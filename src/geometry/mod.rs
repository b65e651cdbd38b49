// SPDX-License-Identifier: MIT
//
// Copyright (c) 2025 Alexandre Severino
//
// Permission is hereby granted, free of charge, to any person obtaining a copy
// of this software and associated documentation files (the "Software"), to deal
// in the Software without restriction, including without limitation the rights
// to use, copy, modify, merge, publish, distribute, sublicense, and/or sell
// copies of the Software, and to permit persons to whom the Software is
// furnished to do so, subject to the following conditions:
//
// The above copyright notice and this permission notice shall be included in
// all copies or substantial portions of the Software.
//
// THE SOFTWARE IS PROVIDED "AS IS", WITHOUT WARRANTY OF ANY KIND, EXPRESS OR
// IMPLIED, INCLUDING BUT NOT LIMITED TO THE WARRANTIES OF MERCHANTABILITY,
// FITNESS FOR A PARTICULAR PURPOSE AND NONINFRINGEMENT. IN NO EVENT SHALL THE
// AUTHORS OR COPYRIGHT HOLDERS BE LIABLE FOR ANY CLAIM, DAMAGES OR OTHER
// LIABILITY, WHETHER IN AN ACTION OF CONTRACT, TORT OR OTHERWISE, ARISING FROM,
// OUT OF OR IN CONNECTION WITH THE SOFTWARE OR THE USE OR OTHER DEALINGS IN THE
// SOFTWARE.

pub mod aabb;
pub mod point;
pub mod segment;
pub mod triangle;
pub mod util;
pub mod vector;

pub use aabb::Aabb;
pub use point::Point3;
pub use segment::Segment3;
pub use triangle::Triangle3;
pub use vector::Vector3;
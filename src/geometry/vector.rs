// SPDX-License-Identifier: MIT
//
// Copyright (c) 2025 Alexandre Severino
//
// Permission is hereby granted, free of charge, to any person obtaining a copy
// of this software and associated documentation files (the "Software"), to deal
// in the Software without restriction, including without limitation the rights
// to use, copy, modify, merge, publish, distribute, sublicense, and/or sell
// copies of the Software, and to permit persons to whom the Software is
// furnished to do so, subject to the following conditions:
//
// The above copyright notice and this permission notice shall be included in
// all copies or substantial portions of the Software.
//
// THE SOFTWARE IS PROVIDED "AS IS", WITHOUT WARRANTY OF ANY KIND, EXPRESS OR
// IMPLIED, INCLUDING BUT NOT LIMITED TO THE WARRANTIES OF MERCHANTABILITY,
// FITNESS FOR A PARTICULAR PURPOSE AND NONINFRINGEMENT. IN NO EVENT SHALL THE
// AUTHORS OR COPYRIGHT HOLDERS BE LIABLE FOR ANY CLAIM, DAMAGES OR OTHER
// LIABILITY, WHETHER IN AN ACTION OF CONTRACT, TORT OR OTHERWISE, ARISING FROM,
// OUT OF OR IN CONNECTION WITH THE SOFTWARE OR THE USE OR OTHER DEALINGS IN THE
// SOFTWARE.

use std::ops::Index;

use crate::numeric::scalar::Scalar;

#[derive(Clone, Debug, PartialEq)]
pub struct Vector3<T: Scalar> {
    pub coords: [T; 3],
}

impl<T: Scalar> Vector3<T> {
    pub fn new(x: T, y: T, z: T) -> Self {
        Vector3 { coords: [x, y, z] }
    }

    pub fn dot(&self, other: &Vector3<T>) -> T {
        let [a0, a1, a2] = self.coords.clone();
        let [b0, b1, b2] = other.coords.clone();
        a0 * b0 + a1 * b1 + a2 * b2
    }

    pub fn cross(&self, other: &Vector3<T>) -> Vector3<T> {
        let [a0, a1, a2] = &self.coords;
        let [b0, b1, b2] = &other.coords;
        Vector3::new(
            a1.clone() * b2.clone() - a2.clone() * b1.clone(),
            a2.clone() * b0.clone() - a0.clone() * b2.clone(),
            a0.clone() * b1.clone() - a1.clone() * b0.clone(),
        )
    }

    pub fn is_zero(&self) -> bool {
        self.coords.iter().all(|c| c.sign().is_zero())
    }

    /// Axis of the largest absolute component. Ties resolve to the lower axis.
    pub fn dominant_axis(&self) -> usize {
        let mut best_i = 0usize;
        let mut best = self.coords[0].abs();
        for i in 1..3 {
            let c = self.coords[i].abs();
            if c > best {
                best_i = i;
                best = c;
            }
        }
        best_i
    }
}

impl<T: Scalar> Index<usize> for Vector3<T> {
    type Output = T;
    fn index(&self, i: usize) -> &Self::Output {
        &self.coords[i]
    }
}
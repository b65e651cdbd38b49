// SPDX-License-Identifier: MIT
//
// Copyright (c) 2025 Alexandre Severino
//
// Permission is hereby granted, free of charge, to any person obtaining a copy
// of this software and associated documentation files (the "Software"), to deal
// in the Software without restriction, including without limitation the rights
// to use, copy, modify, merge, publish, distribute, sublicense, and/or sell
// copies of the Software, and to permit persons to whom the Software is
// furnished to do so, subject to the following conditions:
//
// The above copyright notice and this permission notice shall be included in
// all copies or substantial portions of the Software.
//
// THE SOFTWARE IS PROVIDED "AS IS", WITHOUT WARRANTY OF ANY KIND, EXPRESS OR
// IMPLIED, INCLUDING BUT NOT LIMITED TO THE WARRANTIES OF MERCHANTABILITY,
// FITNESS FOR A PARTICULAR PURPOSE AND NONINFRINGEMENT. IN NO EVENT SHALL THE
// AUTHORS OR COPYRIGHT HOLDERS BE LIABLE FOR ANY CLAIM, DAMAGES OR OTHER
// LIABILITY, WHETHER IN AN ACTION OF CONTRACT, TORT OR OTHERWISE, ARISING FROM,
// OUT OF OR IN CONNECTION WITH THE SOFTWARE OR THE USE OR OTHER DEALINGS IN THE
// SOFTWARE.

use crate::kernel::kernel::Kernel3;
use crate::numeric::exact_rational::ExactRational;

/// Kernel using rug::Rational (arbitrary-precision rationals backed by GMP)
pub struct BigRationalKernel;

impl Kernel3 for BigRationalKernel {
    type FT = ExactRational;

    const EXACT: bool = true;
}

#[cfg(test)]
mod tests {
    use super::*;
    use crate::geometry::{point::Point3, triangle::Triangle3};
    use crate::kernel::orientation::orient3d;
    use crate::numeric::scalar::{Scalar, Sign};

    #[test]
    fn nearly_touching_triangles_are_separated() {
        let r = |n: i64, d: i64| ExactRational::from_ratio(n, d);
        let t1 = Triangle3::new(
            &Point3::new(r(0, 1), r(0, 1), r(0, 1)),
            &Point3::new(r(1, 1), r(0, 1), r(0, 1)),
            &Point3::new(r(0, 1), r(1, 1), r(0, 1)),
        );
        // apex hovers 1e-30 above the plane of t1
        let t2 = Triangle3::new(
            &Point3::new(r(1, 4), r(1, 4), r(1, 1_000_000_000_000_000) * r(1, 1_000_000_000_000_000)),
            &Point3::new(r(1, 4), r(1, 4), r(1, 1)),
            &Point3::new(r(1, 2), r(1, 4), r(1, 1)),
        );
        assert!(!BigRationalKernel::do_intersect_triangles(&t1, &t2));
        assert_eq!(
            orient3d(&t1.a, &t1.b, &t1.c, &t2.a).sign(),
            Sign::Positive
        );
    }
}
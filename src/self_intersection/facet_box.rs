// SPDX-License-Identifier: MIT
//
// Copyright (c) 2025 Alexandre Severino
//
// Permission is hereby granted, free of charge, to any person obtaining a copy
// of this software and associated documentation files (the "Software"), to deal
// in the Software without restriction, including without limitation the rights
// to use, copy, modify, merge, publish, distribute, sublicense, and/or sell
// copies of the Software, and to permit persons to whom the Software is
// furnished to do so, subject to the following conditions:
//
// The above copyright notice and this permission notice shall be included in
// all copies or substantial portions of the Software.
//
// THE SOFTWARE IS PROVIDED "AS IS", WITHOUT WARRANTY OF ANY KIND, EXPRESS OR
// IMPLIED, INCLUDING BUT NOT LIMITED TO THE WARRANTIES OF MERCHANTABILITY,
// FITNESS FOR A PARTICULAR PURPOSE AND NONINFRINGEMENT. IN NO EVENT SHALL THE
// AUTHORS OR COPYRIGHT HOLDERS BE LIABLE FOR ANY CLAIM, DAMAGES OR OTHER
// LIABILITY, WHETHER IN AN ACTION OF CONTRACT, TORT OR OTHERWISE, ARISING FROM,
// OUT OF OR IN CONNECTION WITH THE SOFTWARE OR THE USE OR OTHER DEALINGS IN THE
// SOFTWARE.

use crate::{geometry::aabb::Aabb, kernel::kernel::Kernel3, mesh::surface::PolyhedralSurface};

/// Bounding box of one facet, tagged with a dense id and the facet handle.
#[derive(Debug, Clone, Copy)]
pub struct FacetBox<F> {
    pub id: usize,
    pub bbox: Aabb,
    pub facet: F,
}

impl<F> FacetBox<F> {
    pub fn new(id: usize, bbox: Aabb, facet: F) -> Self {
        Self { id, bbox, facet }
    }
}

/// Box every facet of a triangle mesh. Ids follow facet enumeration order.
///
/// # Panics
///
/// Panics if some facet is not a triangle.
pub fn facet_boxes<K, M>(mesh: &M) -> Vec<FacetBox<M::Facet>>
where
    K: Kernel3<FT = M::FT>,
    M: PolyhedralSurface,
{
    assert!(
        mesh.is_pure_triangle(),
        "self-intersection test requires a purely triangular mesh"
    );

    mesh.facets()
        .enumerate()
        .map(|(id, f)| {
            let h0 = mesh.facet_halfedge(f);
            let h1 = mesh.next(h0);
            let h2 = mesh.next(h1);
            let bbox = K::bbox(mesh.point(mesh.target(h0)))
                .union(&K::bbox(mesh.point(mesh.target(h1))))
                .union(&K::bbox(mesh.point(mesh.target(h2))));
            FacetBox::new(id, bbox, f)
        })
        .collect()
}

===============

→ Work item
Only the line containing "let h2 = mesh.next(h1);" and the lines after it, through the end of the data, should be copied, exactly as they are.

→ Task answer
            let h2 = mesh.next(h1);
            let bbox = K::bbox(mesh.point(mesh.target(h0)))
                .union(&K::bbox(mesh.point(mesh.target(h1))))
                .union(&K::bbox(mesh.point(mesh.target(h2))));
            FacetBox::new(id, bbox, f)
        })
        .collect()
}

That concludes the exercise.